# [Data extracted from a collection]

######

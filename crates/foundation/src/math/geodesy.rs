use super::vec::{LonLat, Vec3};

/// WGS84 semi-major axis (meters).
pub const WGS84_A: f64 = 6_378_137.0;
/// WGS84 flattening.
pub const WGS84_F: f64 = 1.0 / 298.257_223_563;
/// WGS84 semi-minor axis (meters).
pub const WGS84_B: f64 = WGS84_A * (1.0 - WGS84_F);
/// WGS84 first eccentricity squared.
pub const WGS84_E2: f64 = WGS84_F * (2.0 - WGS84_F);

/// Geodetic position: geographic coordinates plus ellipsoidal height.
#[derive(Debug, Copy, Clone, PartialEq)]
pub struct Geodetic {
    pub position: LonLat,
    pub alt_m: f64,
}

impl Geodetic {
    pub fn new(position: LonLat, alt_m: f64) -> Self {
        Self { position, alt_m }
    }

    pub fn on_surface(position: LonLat) -> Self {
        Self::new(position, 0.0)
    }

    /// Earth-centered, Earth-fixed Cartesian coordinates (meters).
    pub fn to_ecef(self) -> Vec3 {
        let lat = self.position.lat_deg.to_radians();
        let lon = self.position.lon_deg.to_radians();
        let (sin_lat, cos_lat) = lat.sin_cos();
        let (sin_lon, cos_lon) = lon.sin_cos();

        let n = WGS84_A / (1.0 - WGS84_E2 * sin_lat * sin_lat).sqrt();
        Vec3::new(
            (n + self.alt_m) * cos_lat * cos_lon,
            (n + self.alt_m) * cos_lat * sin_lon,
            (n * (1.0 - WGS84_E2) + self.alt_m) * sin_lat,
        )
    }

    /// Local east/north/up unit vectors at this position, in ECEF axes.
    ///
    /// Right-handed: east x north = up.
    pub fn enu_basis(self) -> (Vec3, Vec3, Vec3) {
        let lat = self.position.lat_deg.to_radians();
        let lon = self.position.lon_deg.to_radians();
        let (sin_lat, cos_lat) = lat.sin_cos();
        let (sin_lon, cos_lon) = lon.sin_cos();

        let east = Vec3::new(-sin_lon, cos_lon, 0.0);
        let north = Vec3::new(-sin_lat * cos_lon, -sin_lat * sin_lon, cos_lat);
        let up = Vec3::new(cos_lat * cos_lon, cos_lat * sin_lon, sin_lat);
        (east, north, up)
    }
}
//! Flat choropleth view: region shapes filled by density class.

use foundation::ids::RecordId;
use foundation::math::{FlatView, Viewport, project_flat};
use model::record::GeoRecord;
use model::regions::{RegionGeometry, RegionResolver};
use symbology::classify::ThresholdScale;
use symbology::ramps::{HIGHLIGHT_STROKE, REGION_STROKE, density_scale};

use crate::primitives::{LegendEntry, PolygonPrimitive};

pub const STROKE_WIDTH_PX: f32 = 0.5;
pub const HIGHLIGHT_STROKE_WIDTH_PX: f32 = 2.0;

/// Builds choropleth draw primitives for one viewport.
///
/// The resolver and the scale are built once per dataset load; a render
/// pass walks the static geometry set a single time.
pub struct ChoroplethFacade {
    view: FlatView,
    scale: ThresholdScale,
    resolver: RegionResolver,
}

impl ChoroplethFacade {
    pub fn new(viewport: Viewport, resolver: RegionResolver) -> Self {
        Self {
            view: FlatView::fit(viewport),
            scale: density_scale(),
            resolver,
        }
    }

    pub fn view(&self) -> &FlatView {
        &self.view
    }

    /// Resolves the geometry set to records, ids assigned by position.
    ///
    /// The same ids key the shapes, the hit targets and the tooltip, so
    /// resolve once and share the result.
    pub fn records(&self, geometries: &[RegionGeometry]) -> Vec<GeoRecord> {
        geometries
            .iter()
            .enumerate()
            .map(|(i, g)| self.resolver.resolve(RecordId::new(i as u32), g))
            .collect()
    }

    /// One filled shape per resolved region; `hovered` gets the highlight
    /// outline.
    pub fn shapes(&self, records: &[GeoRecord], hovered: Option<RecordId>) -> Vec<PolygonPrimitive> {
        records
            .iter()
            .map(|record| {
                let highlight = hovered == Some(record.id);
                PolygonPrimitive {
                    record: record.id,
                    rings: record
                        .rings
                        .iter()
                        .map(|ring| ring.iter().map(|&p| project_flat(p, &self.view)).collect())
                        .collect(),
                    fill: self.scale.classify(record.metric).color,
                    stroke: if highlight { HIGHLIGHT_STROKE } else { REGION_STROKE },
                    stroke_width_px: if highlight {
                        HIGHLIGHT_STROKE_WIDTH_PX
                    } else {
                        STROKE_WIDTH_PX
                    },
                }
            })
            .collect()
    }

    /// Legend swatches, lowest density class first, no-data last.
    pub fn legend(&self) -> Vec<LegendEntry> {
        let thresholds = self.scale.thresholds();
        let mut entries = Vec::with_capacity(self.scale.classes().len() + 1);

        for (i, class) in self.scale.classes().iter().enumerate() {
            let label = if i == 0 {
                format!("< {}", thresholds[0])
            } else if i == thresholds.len() {
                format!("{}+", thresholds[i - 1])
            } else {
                format!("{} - {}", thresholds[i - 1], thresholds[i])
            };
            entries.push(LegendEntry {
                label,
                swatch: class.color,
            });
        }
        entries.push(LegendEntry {
            label: "No data".to_string(),
            swatch: self.scale.no_data_class().color,
        });
        entries
    }
}

#[cfg(test)]
mod tests {
    use super::ChoroplethFacade;
    use foundation::math::{LonLat, Viewport};
    use model::regions::{RegionGeometry, RegionResolver};
    use symbology::classify::Rgba8;
    use symbology::ramps::{HIGHLIGHT_STROKE, NO_DATA_FILL, REGION_STROKE};

    fn geometry(numeric_id: &str) -> RegionGeometry {
        RegionGeometry {
            numeric_id: numeric_id.to_string(),
            rings: vec![vec![
                LonLat::new(0.0, 0.0),
                LonLat::new(10.0, 0.0),
                LonLat::new(10.0, 10.0),
                LonLat::new(0.0, 10.0),
            ]],
        }
    }

    fn facade() -> ChoroplethFacade {
        let resolver = RegionResolver::new(&datasets::static_data::population());
        ChoroplethFacade::new(Viewport::new(960.0, 500.0), resolver)
    }

    #[test]
    fn known_region_fills_by_density_class() {
        let f = facade();
        let records = f.records(&[geometry("156")]);
        let shapes = f.shapes(&records, None);
        assert_eq!(shapes.len(), 1);
        // China sits in the 100-250 band.
        assert_eq!(shapes[0].fill, Rgba8::opaque(0x6b, 0xae, 0xd6));
        assert_eq!(shapes[0].stroke, REGION_STROKE);
    }

    #[test]
    fn unknown_region_gets_the_neutral_fill() {
        let f = facade();
        let records = f.records(&[geometry("999")]);
        let shapes = f.shapes(&records, None);
        assert_eq!(shapes[0].fill, NO_DATA_FILL);
        assert_eq!(records[0].label, "Unknown");
    }

    #[test]
    fn hover_swaps_the_outline_only() {
        let f = facade();
        let records = f.records(&[geometry("156"), geometry("392")]);
        let shapes = f.shapes(&records, Some(records[1].id));
        assert_eq!(shapes[0].stroke, REGION_STROKE);
        assert_eq!(shapes[0].stroke_width_px, 0.5);
        assert_eq!(shapes[1].stroke, HIGHLIGHT_STROKE);
        assert_eq!(shapes[1].stroke_width_px, 2.0);
        assert_eq!(
            f.shapes(&records, None)[1].fill,
            shapes[1].fill,
            "hover must not change the fill"
        );
    }

    #[test]
    fn legend_spans_every_class_plus_no_data() {
        let legend = facade().legend();
        assert_eq!(legend.len(), 9);
        assert_eq!(legend[0].label, "< 10");
        assert_eq!(legend[7].label, "1000+");
        assert_eq!(legend[8].label, "No data");
        assert_eq!(legend[8].swatch, NO_DATA_FILL);
    }
}
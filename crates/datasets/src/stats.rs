//! Aggregates for the header display.

use std::collections::BTreeMap;

use crate::wire::{
    City, CityAggregate, CountryAggregate, CountryEntry, EarthquakeStats, FeatureCollection,
    StatsResponse,
};

/// Computes the aggregate stats from the three datasets.
///
/// Continents are listed in first-appearance order, matching the order the
/// rows carry them.
pub fn compute_stats(
    earthquakes: &FeatureCollection,
    cities: &[City],
    countries: &BTreeMap<String, CountryEntry>,
) -> StatsResponse {
    let mags: Vec<f64> = earthquakes
        .features
        .iter()
        .filter_map(|f| f.properties.mag)
        .collect();
    let avg_magnitude = if mags.is_empty() {
        0.0
    } else {
        round2(mags.iter().sum::<f64>() / mags.len() as f64)
    };
    let max_magnitude = mags.iter().copied().fold(0.0, f64::max);

    let mut continents: Vec<String> = Vec::new();
    for city in cities {
        if !continents.iter().any(|c| c == &city.continent) {
            continents.push(city.continent.clone());
        }
    }

    let avg_density = if countries.is_empty() {
        0.0
    } else {
        (countries.values().map(|c| c.density).sum::<f64>() / countries.len() as f64).round()
    };

    StatsResponse {
        earthquakes: EarthquakeStats {
            total: earthquakes.features.len(),
            avg_magnitude,
            max_magnitude,
        },
        cities: CityAggregate {
            total: cities.len(),
            total_population: cities.iter().map(|c| c.population).sum(),
            continents,
        },
        countries: CountryAggregate {
            total: countries.len(),
            avg_density,
        },
    }
}

fn round2(v: f64) -> f64 {
    (v * 100.0).round() / 100.0
}
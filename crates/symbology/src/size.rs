/// Pixel clamp for event markers: always visible, never screen-filling.
pub const MIN_RADIUS_PX: f64 = 5.0;
pub const MAX_RADIUS_PX: f64 = 100.0;

/// On-ground radius in meters for an event of the given magnitude.
///
/// Exponential in magnitude, so each whole step doubles the footprint.
pub fn magnitude_radius_m(magnitude: f64) -> f64 {
    2f64.powf(magnitude) * 1000.0
}

/// Screen radius for an event marker, clamped to the pixel bounds.
///
/// `meters_per_pixel` comes from the active view scale. A NaN magnitude
/// (no data) renders at the minimum radius.
pub fn magnitude_radius_px(magnitude: f64, meters_per_pixel: f64) -> f64 {
    if !magnitude.is_finite() || !(meters_per_pixel > 0.0) {
        return MIN_RADIUS_PX;
    }
    (magnitude_radius_m(magnitude) / meters_per_pixel).clamp(MIN_RADIUS_PX, MAX_RADIUS_PX)
}

#[cfg(test)]
mod tests {
    use super::{magnitude_radius_m, magnitude_radius_px, MAX_RADIUS_PX, MIN_RADIUS_PX};

    #[test]
    fn radius_doubles_per_magnitude_step() {
        assert_eq!(magnitude_radius_m(5.0), 32_000.0);
        assert_eq!(magnitude_radius_m(6.0), 64_000.0);
    }

    #[test]
    fn pixel_radius_clamps_both_ends() {
        // Tiny event at a coarse scale hits the floor.
        assert_eq!(magnitude_radius_px(1.0, 50_000.0), MIN_RADIUS_PX);
        // Huge event zoomed far in hits the ceiling.
        assert_eq!(magnitude_radius_px(8.0, 10.0), MAX_RADIUS_PX);
        // In between is the plain ratio.
        assert_eq!(magnitude_radius_px(5.0, 1000.0), 32.0);
    }

    #[test]
    fn missing_magnitude_renders_at_the_floor() {
        assert_eq!(magnitude_radius_px(f64::NAN, 1000.0), MIN_RADIUS_PX);
        assert_eq!(magnitude_radius_px(5.0, 0.0), MIN_RADIUS_PX);
    }
}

######

# [EXERCISE GOAL]
Copy exactly the stretch of data above from the line with "let north = Vec3::new(-sin_lat" through the line with "pub fn records(&self, geometries: &[RegionGeometry])", and omit all other lines.

# [RESPONSE]
        let north = Vec3::new(-sin_lat * cos_lon, -sin_lat * sin_lon, cos_lat);
        let up = Vec3::new(cos_lat * cos_lon, cos_lat * sin_lon, sin_lat);
        (east, north, up)
    }
}
//! Flat choropleth view: region shapes filled by density class.

use foundation::ids::RecordId;
use foundation::math::{FlatView, Viewport, project_flat};
use model::record::GeoRecord;
use model::regions::{RegionGeometry, RegionResolver};
use symbology::classify::ThresholdScale;
use symbology::ramps::{HIGHLIGHT_STROKE, REGION_STROKE, density_scale};

use crate::primitives::{LegendEntry, PolygonPrimitive};

pub const STROKE_WIDTH_PX: f32 = 0.5;
pub const HIGHLIGHT_STROKE_WIDTH_PX: f32 = 2.0;

/// Builds choropleth draw primitives for one viewport.
///
/// The resolver and the scale are built once per dataset load; a render
/// pass walks the static geometry set a single time.
pub struct ChoroplethFacade {
    view: FlatView,
    scale: ThresholdScale,
    resolver: RegionResolver,
}

impl ChoroplethFacade {
    pub fn new(viewport: Viewport, resolver: RegionResolver) -> Self {
        Self {
            view: FlatView::fit(viewport),
            scale: density_scale(),
            resolver,
        }
    }

    pub fn view(&self) -> &FlatView {
        &self.view
    }

    /// Resolves the geometry set to records, ids assigned by position.
    ///
    /// The same ids key the shapes, the hit targets and the tooltip, so
    /// resolve once and share the result.
    pub fn records(&self, geometries: &[RegionGeometry]) -> Vec<GeoRecord> {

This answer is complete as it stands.